Ich kann die Keys nicht testen, dann sind sie benutzt und an einen Account gebunden.

Ich sage Dir was normal ist: Du kannst die Keys in Deinem Steam-Account aktivieren und dann das Spiel installieren (habe ich mit einem anderen Spiel aus dem Kauf getestet). Die Sprache des installierten Spiels hängt - soweit ich weiß - von Deinem Account und der Verfügbarkeit einer dt. Übersetzung des Spiels ab. Das bedeutet: deutscher Account = Spiel wird in Deutsch installiert wenn es in Deutsch verfügbar ist. Aber sorry, ich bin da kein Fachmann.


----------



## Wynn (6. Januar 2013)

jo das fehlerhafte bethesda bundle für 26 euro ^^

warte auch noch das die restlichen keys endlich mal nachgeliefert werden soll ja ende januar soweit sein ^^


----------



## Crysisheld (8. Januar 2013)

@Zollenspieker33 

Das ist immer noch ein Forum, da kannst du nunmal nichts machen, nimm es hin. Oder verkaufe einfach wo anders. 

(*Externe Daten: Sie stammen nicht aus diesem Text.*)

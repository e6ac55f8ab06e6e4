//! Map engine drawn directly with egui.
//!
//! Used by the binary so the app runs without a vendor map SDK: markers are
//! clustered in [`cluster`], painted by [`render`] and driven by
//! [`CanvasEngine`], which implements the host's engine seam.

mod cluster;
pub mod colors;
mod engine;
mod render;

pub use cluster::{ClusterIndex, ClusterItem, ClusterNode};
pub use engine::{CanvasEngine, CanvasEngineFactory};
pub use render::{hit_test, HitRegion};
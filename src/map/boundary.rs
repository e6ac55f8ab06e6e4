//! Service-area validation for picked locations.
//!
//! The boundary polygon is loaded lazily on the first validation and kept
//! for the session. Concurrent first calls share one load; a failed load is
//! not remembered, so the next call tries again.

use crate::error::FetchError;
use crate::geo::{BoundaryPolygon, Coordinate};
use futures_util::future::{FutureExt, LocalBoxFuture, Shared};
use std::cell::RefCell;
use std::future::Future;
use std::rc::Rc;

/// Message shown when the boundary could not be loaded.
pub const UNABLE_TO_VALIDATE: &str =
    "Unable to validate this location right now. Please try again.";

const DEFAULT_AREA_NAME: &str = "the service area";

/// Where the boundary polygon comes from.
pub trait BoundarySource {
    fn load_boundary(&self) -> impl Future<Output = Result<BoundaryPolygon, FetchError>>;
}

impl<S: BoundarySource + ?Sized> BoundarySource for Rc<S> {
    fn load_boundary(&self) -> impl Future<Output = Result<BoundaryPolygon, FetchError>> {
        (**self).load_boundary()
    }
}

/// Outcome of validating one point.
#[derive(Debug, Clone, PartialEq)]
pub struct ValidationResult {
    pub is_valid: bool,
    pub message: Option<String>,
    /// Distance to the nearest boundary edge when the point is outside.
    pub distance_m: Option<f64>,
}

impl ValidationResult {
    fn invalid(message: impl Into<String>) -> Self {
        Self {
            is_valid: false,
            message: Some(message.into()),
            distance_m: None,
        }
    }
}

type PendingLoad = Shared<LocalBoxFuture<'static, Result<Rc<BoundaryPolygon>, FetchError>>>;

#[derive(Default)]
struct ValidatorState {
    polygon: Option<Rc<BoundaryPolygon>>,
    loading: Option<PendingLoad>,
    /// Bumped by `invalidate` so a load started earlier does not repopulate.
    generation: u64,
}

/// Answers whether a coordinate lies inside the service-area boundary.
pub struct BoundaryValidator<S> {
    source: Rc<S>,
    state: Rc<RefCell<ValidatorState>>,
}

impl<S: BoundarySource + 'static> BoundaryValidator<S> {
    pub fn new(source: S) -> Self {
        Self {
            source: Rc::new(source),
            state: Rc::new(RefCell::new(ValidatorState::default())),
        }
    }

    /// Validates `point` against the boundary, loading it if needed.
    ///
    /// Never fails: range errors and load failures become an invalid result
    /// with a user-facing message.
    pub async fn validate(&self, point: Coordinate) -> ValidationResult {
        if !point.lon.is_finite() || !point.lat.is_finite() {
            return ValidationResult::invalid("Coordinates must be numbers.");
        }
        if !point.is_valid() {
            return ValidationResult::invalid("Coordinates are out of valid range.");
        }

        let polygon = match self.polygon_or_load().await {
            Ok(polygon) => polygon,
            Err(e) => {
                log::warn!("Boundary unavailable, cannot validate {}: {}", point, e);
                return ValidationResult::invalid(UNABLE_TO_VALIDATE);
            }
        };

        let area = polygon.name().unwrap_or(DEFAULT_AREA_NAME);
        if polygon.contains(point) {
            ValidationResult {
                is_valid: true,
                message: Some(format!("Location is within {}.", area)),
                distance_m: None,
            }
        } else {
            ValidationResult {
                is_valid: false,
                message: Some(format!(
                    "Location is outside {}. Please select a location within {}.",
                    area, area
                )),
                distance_m: polygon.distance_to_edge(point),
            }
        }
    }

    /// Returns the cached polygon or joins/starts the shared load.
    async fn polygon_or_load(&self) -> Result<Rc<BoundaryPolygon>, FetchError> {
        let load = {
            let mut state = self.state.borrow_mut();
            if let Some(polygon) = &state.polygon {
                return Ok(Rc::clone(polygon));
            }
            if let Some(pending) = state.loading.clone() {
                pending
            } else {
                let load = Self::load(
                    Rc::clone(&self.source),
                    Rc::clone(&self.state),
                    state.generation,
                )
                .boxed_local()
                .shared();
                state.loading = Some(load.clone());
                load
            }
        };
        load.await
    }

    async fn load(
        source: Rc<S>,
        state: Rc<RefCell<ValidatorState>>,
        generation: u64,
    ) -> Result<Rc<BoundaryPolygon>, FetchError> {
        log::debug!("Loading service-area boundary");
        let result = source.load_boundary().await.map(Rc::new);

        let mut state = state.borrow_mut();
        if state.generation != generation {
            return result;
        }
        state.loading = None;
        match &result {
            Ok(polygon) => {
                log::info!(
                    "Loaded boundary {} ({} part(s))",
                    polygon.name().unwrap_or(DEFAULT_AREA_NAME),
                    polygon.shape().0.len()
                );
                state.polygon = Some(Rc::clone(polygon));
            }
            Err(e) => log::warn!("Failed to load boundary: {}", e),
        }
        result
    }

    /// Synchronous check against an already-loaded boundary; `false` if not loaded.
    pub fn is_point_in_boundary(&self, point: Coordinate) -> bool {
        self.state
            .borrow()
            .polygon
            .as_ref()
            .is_some_and(|p| p.contains(point))
    }

    /// The loaded polygon, for drawing the boundary outline.
    pub fn polygon(&self) -> Option<Rc<BoundaryPolygon>> {
        self.state.borrow().polygon.clone()
    }

    pub fn is_loaded(&self) -> bool {
        self.state.borrow().polygon.is_some()
    }

    /// Forgets the cached polygon so the next validation reloads it.
    pub fn invalidate(&self) {
        let mut state = self.state.borrow_mut();
        state.polygon = None;
        state.loading = None;
        state.generation += 1;
        log::debug!("Boundary cache cleared");
    }

    /// Starts loading without validating anything, e.g. when a picker opens.
    pub async fn preload(&self) -> bool {
        self.polygon_or_load().await.is_ok()
    }
}
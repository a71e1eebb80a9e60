// src/voice.rs
//
// Identity types for the voice layer.

use crate::state::PatchId;

/// Caller-side identity of a sounding note, e.g. a MIDI key number or
/// a sequencer lane. The allocator keeps at most one active voice per
/// input.
#[derive(Debug, Clone, Copy, PartialEq, Eq, Hash, PartialOrd, Ord)]
pub struct InputId(pub u64);

impl std::fmt::Display for InputId {
    fn fmt(&self, f: &mut std::fmt::Formatter<'_>) -> std::fmt::Result {
        write!(f, "input#{}", self.0)
    }
}

/// Allocator-side identity of a voice. Never reused within a session.
#[derive(Debug, Clone, Copy, PartialEq, Eq, Hash, PartialOrd, Ord)]
pub struct VoiceHandle(u64);

impl VoiceHandle {
    pub(crate) fn new(raw: u64) -> Self {
        Self(raw)
    }

    pub fn raw(self) -> u64 {
        self.0
    }
}

impl std::fmt::Display for VoiceHandle {
    fn fmt(&self, f: &mut std::fmt::Formatter<'_>) -> std::fmt::Result {
        write!(f, "voice#{}", self.0)
    }
}

/// What a voice was compiled from and with.
#[derive(Debug, Clone)]
pub struct VoiceInfo {
    pub patch: PatchId,
    pub freq_hz: f64,
    pub amplitude: f32,
}

impl VoiceInfo {
    pub fn new(patch: PatchId, freq_hz: f64, amplitude: f32) -> Self {
        Self {
            patch,
            freq_hz,
            amplitude,
        }
    }
}

#[cfg(test)]
mod tests {
    use super::*;
    use uuid::Uuid;

    #[test]
    fn test_display_forms() {
        assert_eq!(InputId(60).to_string(), "input#60");
        assert_eq!(VoiceHandle::new(3).to_string(), "voice#3");
    }

    #[test]
    fn test_info_carries_trigger() {
        let patch = Uuid::new_v4();
        let info = VoiceInfo::new(patch, 440.0, 0.9);
        assert_eq!(info.patch, patch);
        assert_eq!(info.freq_hz, 440.0);
        assert_eq!(info.amplitude, 0.9);
    }
}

Ausserdem sei doch froh, durch Wrynn´s Antwort wird dein Thread gepushed. 


:edit 

@Zollenspieker33 

Ich habe gerade gesehen, dass du meinen Beitrag auch gemeldet hast. Als CC wollte ich dir lediglich den Tipp geben, dass dein Beitrag durch Antworten auch wieder nach oben wandert - du also so automatisch auch mehr klicks drauf bekommst. 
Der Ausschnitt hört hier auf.